Eğitim, unvan, sosyal çevre… Elbette önemli. Ama gerçek kalite, bir başkasını olduğu gibi kabul edebilmekte gizli. Gerçek kalite; kibarlıkta, empati kurabilmekte, yargılamadan dinleyebilmekte saklı. Göz hizasında konuşabilmekte, “ben senden üstünüm” hissini hissettirmemekte.
Ne yazık ki bazen kadınlar, diğer kadınlara en acımasız yargıları yöneltebiliyor. Dışarıdan bakıldığında çok “çağdaş” görünen ortamlarda bile bu sınıfsal ayrımcılık sessizce işliyor. Kadın kadına destek olmak bir yana, diplomalarla, etiketlerle, sosyal rollerle birbirimizi küçümsüyoruz.

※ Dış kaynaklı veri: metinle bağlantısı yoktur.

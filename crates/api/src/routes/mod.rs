//! HTTP route handlers and shared application state.

pub mod cart;
pub mod health;
pub mod metrics;
pub mod sagas;
pub mod tokens;

use std::sync::Arc;

use saga::{
    CheckoutOrchestrator, InMemoryCartProvider, InMemoryCatalogChecker, InMemoryOwnershipChecker,
    InMemoryPaymentGateway, InMemoryPurchaseStore, InMemorySagaStore,
};

use crate::auth::IdentityVerifier;

/// The orchestrator wired over the in-memory collaborators.
pub type Orchestrator = CheckoutOrchestrator<
    InMemoryCartProvider,
    InMemoryCatalogChecker,
    InMemoryOwnershipChecker,
    InMemoryPaymentGateway,
    InMemoryPurchaseStore,
    InMemorySagaStore,
>;

/// Shared application state accessible from all handlers.
pub struct AppState {
    pub orchestrator: Orchestrator,
    pub carts: InMemoryCartProvider,
    pub catalog: InMemoryCatalogChecker,
    pub purchases: InMemoryPurchaseStore,
    pub verifier: Arc<dyn IdentityVerifier>,
}
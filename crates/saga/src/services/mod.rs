//! External collaborator traits and in-memory implementations.
//!
//! The saga only ever talks to these interfaces; it does not own the cart
//! store, the catalog, the ownership index, the payment gateway, or the
//! purchase store.

pub mod cart;
pub mod catalog;
pub mod ownership;
pub mod payment;
pub mod purchases;

pub use cart::{CartProvider, InMemoryCartProvider};
pub use catalog::{CatalogChecker, InMemoryCatalogChecker};
pub use ownership::{InMemoryOwnershipChecker, OwnershipChecker};
pub use payment::{InMemoryPaymentGateway, PaymentGateway};
pub use purchases::{InMemoryPurchaseStore, PurchaseStore};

Sanki bir kadın ancak çalışıyorsa, para kazanıyorsa, belirli bir statüye sahipse değerlidir. Evdeki emek, görünmez kabul ediliyor. Oysa sabahın köründe uyanıp çocuk yetiştiren, evi çekip çeviren, hastasına bakan, sofrasını kuran kadının emeği ne zaman bu kadar önemsizleşti?
Biz bu toplumda anneliği, ev içi emeği sistematik şekilde değersizleştirdik. Hatta öyle ki, bazı kadınlar başka kadınlara “sadece ev hanımı” etiketiyle bakar oldu. Oysa o “sade” sandığımız hayatların içinde ne fedakarlıklar ne yarım kalmış hayaller ne içe atılmış sessizlikler var...
Diplomalarımızı, unvanlarımızı, konumlarımızı bir kenara koyduğumuzda geriye ne kalıyor? Eğer hala içimizde saygı, merhamet ve vicdan varsa, işte orası gerçek kalitenin başladığı yerdir.
Kadın kadına iyi gelmeli. Yarışmamalı, yaralamamalı. Zaten zorlu bir hayatın içinden geçiyoruz; birbirimizi yargılayarak değil, anlayarak güçlenebiliriz.
Gerçek kalite; sahip olduklarımızda değil, sahip olduklarımızı nasıl kullandığımızda ve başkalarına nasıl davrandığımızda gizlidir.